* _Task objective_:
Retype the whole listing that follows, with nothing added or left out.

* _Raw data_:
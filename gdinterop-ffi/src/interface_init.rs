/*
 * Copyright (c) godot-rust; Bromeon and contributors.
 * This Source Code Form is subject to the terms of the Mozilla Public
 * License, v. 2.0. If a copy of the MPL was not distributed with this
 * file, You can obtain one at https://mozilla.org/MPL/2.0/.
 */

//! The extension entry point is passed a `get_proc_address` function pointer, which is used to load all other
//! GDExtension functions dynamically.

use crate as sys;
use crate::binding::RuntimeVersion;
use crate::toolbox::read_version_string;

/// Reads the engine version and panics if it is older than the manifest this crate was compiled against.
pub(crate) fn ensure_runtime_compatibility(interface: &sys::GDExtensionInterface) -> RuntimeVersion {
    let static_version = sys::InteropBuild::godot_static_version_triple();
    let static_version_str = sys::InteropBuild::godot_static_version_string();

    let Some(get_godot_version) = interface.get_godot_version else {
        panic!(
            "engine does not provide `get_godot_version`; gdinterop requires Godot {static_version_str} or newer"
        );
    };

    let mut raw = sys::GDExtensionGodotVersion {
        major: 0,
        minor: 0,
        patch: 0,
        string: std::ptr::null(),
    };

    // SAFETY: the engine fills the struct; the string stays owned by the engine.
    unsafe { get_godot_version(&mut raw) };

    let runtime_version = RuntimeVersion {
        major: raw.major as u8,
        minor: raw.minor as u8,
        patch: raw.patch as u8,
        // SAFETY: string is null or a valid C string owned by the engine.
        string: unsafe { read_version_string(&raw) },
    };

    // Lexicographical tuple comparison.
    if runtime_version.triple() < static_version {
        panic!(
            "gdinterop was compiled against newer Godot version: {static_version_str}\n\
            but loaded by older Godot binary, with version: {}\n\
            \n\
            Update your Godot engine version, or compile against an older API manifest.\n",
            runtime_version.string
        );
    }

    sys::out!("Runtime engine version: {}", runtime_version.string);
    runtime_version
}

* _Your response_:
filename gdinterop-ffi/src/interface_init.rs
/*
 * Copyright (c) godot-rust; Bromeon and contributors.
 * This Source Code Form is subject to the terms of the Mozilla Public
 * License, v. 2.0. If a copy of the MPL was not distributed with this
 * file, You can obtain one at https://mozilla.org/MPL/2.0/.
 */

//! The extension entry point is passed a `get_proc_address` function pointer, which is used to load all other
//! GDExtension functions dynamically.

use crate as sys;
use crate::binding::RuntimeVersion;
use crate::toolbox::read_version_string;

/// Reads the engine version and panics if it is older than the manifest this crate was compiled against.
pub(crate) fn ensure_runtime_compatibility(interface: &sys::GDExtensionInterface) -> RuntimeVersion {
    let static_version = sys::InteropBuild::godot_static_version_triple();
    let static_version_str = sys::InteropBuild::godot_static_version_string();

    let Some(get_godot_version) = interface.get_godot_version else {
        panic!(
            "engine does not provide `get_godot_version`; gdinterop requires Godot {static_version_str} or newer"
        );
    };

    let mut raw = sys::GDExtensionGodotVersion {
        major: 0,
        minor: 0,
        patch: 0,
        string: std::ptr::null(),
    };

    // SAFETY: the engine fills the struct; the string stays owned by the engine.
    unsafe { get_godot_version(&mut raw) };

    let runtime_version = RuntimeVersion {
        major: raw.major as u8,
        minor: raw.minor as u8,
        patch: raw.patch as u8,
        // SAFETY: string is null or a valid C string owned by the engine.
        string: unsafe { read_version_string(&raw) },
    };

    // Lexicographical tuple comparison.
    if runtime_version.triple() < static_version {
        panic!(
            "gdinterop was compiled against newer Godot version: {static_version_str}\n\
            but loaded by older Godot binary, with version: {}\n\
            \n\
            Update your Godot engine version, or compile against an older API manifest.\n",
            runtime_version.string
        );
    }

    sys::out!("Runtime engine version: {}", runtime_version.string);
    runtime_version
}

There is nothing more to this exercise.